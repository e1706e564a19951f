//! Sniper Pipeline
//!
//! One run per notification:
//! OCR (optional) → normalize → scan → validate → resolve → buy.
//!
//! Collaborators sit behind traits so tests can swap in in-memory fakes.

use async_trait::async_trait;
use eyre::Result;
use std::sync::Arc;
use std::time::Instant;
use tracing::{debug, error, info, warn};

use crate::core::normalizer::normalize_fragments;
use crate::core::resolver::{resolve_first, MetadataSource};
use crate::core::scanner::scan_candidates;
use crate::core::validator::{filter_candidates, BlockList};
use crate::models::config::TradePolicyTable;
use crate::models::errors::{AppError, AppResult};
use crate::models::types::{
    NotificationPayload, PipelineOutcome, SourceKind, TradePolicy, TradeReceipt,
};
use crate::utils::telemetry::{RunOutcome, TelemetryCollector};

/// Image → text
#[async_trait]
pub trait TextExtractor: Send + Sync {
    async fn extract_text(&self, image_url: &str) -> Result<String>;
}

/// Buys `mint` with SOL according to `policy`
#[async_trait]
pub trait TradeDispatcher: Send + Sync {
    async fn buy(&self, mint: &str, policy: &TradePolicy) -> Result<TradeReceipt>;
}

/// Shared, immutable pipeline wiring
#[derive(Clone)]
pub struct SniperPipeline {
    blocklist: Arc<BlockList>,
    policies: Arc<TradePolicyTable>,
    metadata: Arc<dyn MetadataSource>,
    ocr: Option<Arc<dyn TextExtractor>>,
    dispatcher: Arc<dyn TradeDispatcher>,
    telemetry: Arc<TelemetryCollector>,
}

impl SniperPipeline {
    pub fn new(
        blocklist: BlockList,
        policies: TradePolicyTable,
        metadata: Arc<dyn MetadataSource>,
        dispatcher: Arc<dyn TradeDispatcher>,
        telemetry: Arc<TelemetryCollector>,
    ) -> Self {
        Self {
            blocklist: Arc::new(blocklist),
            policies: Arc::new(policies),
            metadata,
            ocr: None,
            dispatcher,
            telemetry,
        }
    }

    /// Enable image text extraction
    pub fn with_ocr(mut self, ocr: Arc<dyn TextExtractor>) -> Self {
        self.ocr = Some(ocr);
        self
    }

    pub fn telemetry(&self) -> &Arc<TelemetryCollector> {
        &self.telemetry
    }

    /// Run the full pipeline for one notification
    pub async fn process(&self, payload: &NotificationPayload) -> AppResult<PipelineOutcome> {
        let start = Instant::now();
        self.telemetry.record_notification();

        let result = self.run(payload).await;

        let latency_ms = start.elapsed().as_millis() as u64;
        let outcome = match &result {
            Ok(PipelineOutcome::NoCandidates { .. }) => RunOutcome::NoCandidates,
            Ok(PipelineOutcome::NoValidToken { .. }) => RunOutcome::NoValidToken,
            Ok(PipelineOutcome::Bought { .. }) => RunOutcome::Bought,
            Err(e) => {
                error!(code = e.code_str(), error = %e, "Pipeline failed");
                RunOutcome::Failed
            }
        };
        self.telemetry.record_run(outcome, latency_ms);
        debug!(latency_ms, ?outcome, "Pipeline finished");

        result
    }

    async fn run(&self, payload: &NotificationPayload) -> AppResult<PipelineOutcome> {
        let (image_text, source) = self.extract_image_text(payload).await;

        let text = normalize_fragments([
            payload.text.as_deref(),
            payload.full_text.as_deref(),
            image_text.as_deref(),
        ]);

        let candidates = scan_candidates(&text);
        if candidates.is_empty() {
            self.telemetry.record_scan(0, 0);
            info!(%source, "No token addresses mentioned");
            return Ok(PipelineOutcome::NoCandidates { source });
        }

        let validated = filter_candidates(&candidates, &self.blocklist);
        self.telemetry.record_scan(candidates.len(), validated.len());
        debug!(
            candidates = candidates.len(),
            validated = validated.len(),
            "Candidates filtered"
        );
        if validated.is_empty() {
            info!(%source, "No valid token addresses found");
            return Ok(PipelineOutcome::NoValidToken { source });
        }

        let token = match resolve_first(self.metadata.clone(), &validated).await {
            Ok(token) => token,
            Err(e) => {
                info!(%source, error = %e, "No valid token addresses found");
                return Ok(PipelineOutcome::NoValidToken { source });
            }
        };

        let policy = self.policies.for_user(payload.user.as_deref());
        info!(
            mint = %token.mint,
            amount_lamports = policy.amount_lamports,
            slippage_bps = policy.slippage_bps,
            priority = policy.priority_level.as_str(),
            "🛒 Dispatching buy"
        );

        let receipt = self
            .dispatcher
            .buy(&token.mint, policy)
            .await
            .map_err(AppError::from)?;

        info!(mint = %token.mint, signature = %receipt.signature, "✅ Buy submitted");
        Ok(PipelineOutcome::Bought {
            source,
            token,
            receipt,
        })
    }

    /// OCR failures degrade the run to text only
    async fn extract_image_text(&self, payload: &NotificationPayload) -> (Option<String>, SourceKind) {
        let (Some(url), Some(ocr)) = (payload.image_url(), self.ocr.as_ref()) else {
            return (None, SourceKind::TextOnly);
        };

        match ocr.extract_text(url).await {
            Ok(text) => {
                self.telemetry.record_image(true);
                debug!(chars = text.chars().count(), "Image text extracted");
                (Some(text), SourceKind::TextAndImage)
            }
            Err(e) => {
                self.telemetry.record_image(false);
                warn!(error = %e, "OCR failed, continuing with text only");
                (None, SourceKind::TextOnly)
            }
        }
    }
}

• **TASK DIRECTIONS**
Find and copy each line above holding "String".

• **RESULT OF THIS EXERCISE**
    async fn extract_text(&self, image_url: &str) -> Result<String>;
    async fn extract_image_text(&self, payload: &NotificationPayload) -> (Option<String>, SourceKind) {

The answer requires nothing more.